Rooney played 559 times for United, scoring 253 goals.
He won five Premier League titles and the Champions League, Europa League and FA Cup once each after joining from Everton for £27m in 2004.
'I'll know when I'm not good enough'
Since his return to the club where he made his debut at 16, Rooney has dropped back from his traditional striker role into midfield.
And he believes that is a key way to preserve his form and fitness.
"The one thing which stays is my attitude to playing, my attitude to win, but of course you change and adapt your game and that's what I feel I've done over the last few years," he said.
"Two years ago, I thought my best position to play was midfield, and that's starting to happen now."
He has also followed the example of former United team-mate Ryan Giggs, the current Wales boss, who retired from playing at 40.
"I've learnt that you can manage yourself in training, like Ryan did. He was there in every session but he managed it. You know when to run, when to make a 50-yard sprint and when not to. It's just having that awareness about yourself."
Rooney retired from international football last August as England's all-time leading scorer with 53 goals.
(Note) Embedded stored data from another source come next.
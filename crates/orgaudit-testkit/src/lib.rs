//! Test utilities for orgaudit
//!
//! This crate provides shared testing utilities used across the orgaudit workspace.

pub mod fixtures;
pub mod mock;

pub use mock::{get_shared_mock_server, isolated_mock_server, page_query};

use tempfile::TempDir;

/// Creates a temporary directory within `.tmp/` at the current directory
///
/// All test output files land in one gitignored location that is easy to
/// clean up manually.
///
/// # Panics
///
/// Panics if the current directory is unavailable or `.tmp/` cannot be
/// created.
///
/// # Examples
///
/// ```rust
/// use orgaudit_testkit::temp_dir_in_workspace;
///
/// let temp = temp_dir_in_workspace();
/// let report = temp.path().join("report.csv");
/// std::fs::write(&report, "Organization").unwrap();
/// ```
pub fn temp_dir_in_workspace() -> TempDir {
    let workspace_root = std::env::current_dir().expect("Failed to get current directory");

    let tmp_base = workspace_root.join(".tmp");

    std::fs::create_dir_all(&tmp_base).expect("Failed to create .tmp directory");

    TempDir::new_in(&tmp_base).expect("Failed to create temporary directory in .tmp/")
}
At the time he said he wanted to "focus all my energies" on his club career. And he believes he will know when the time comes to stop playing at club level too.
"I'm an honest player - if I feel I'm not good enough to play, I wouldn't put myself in that position where I'm hanging on and thinking I need to keep going and keep trying," he said.
"If I'm not good enough to be in the team then I'm honest enough to say that will be the time to finish playing."
A student of the game
Rooney recently appeared as a pundit on Sky Sports and was praised for his insight into the game. He admits it is not a side of him that football fans see too often.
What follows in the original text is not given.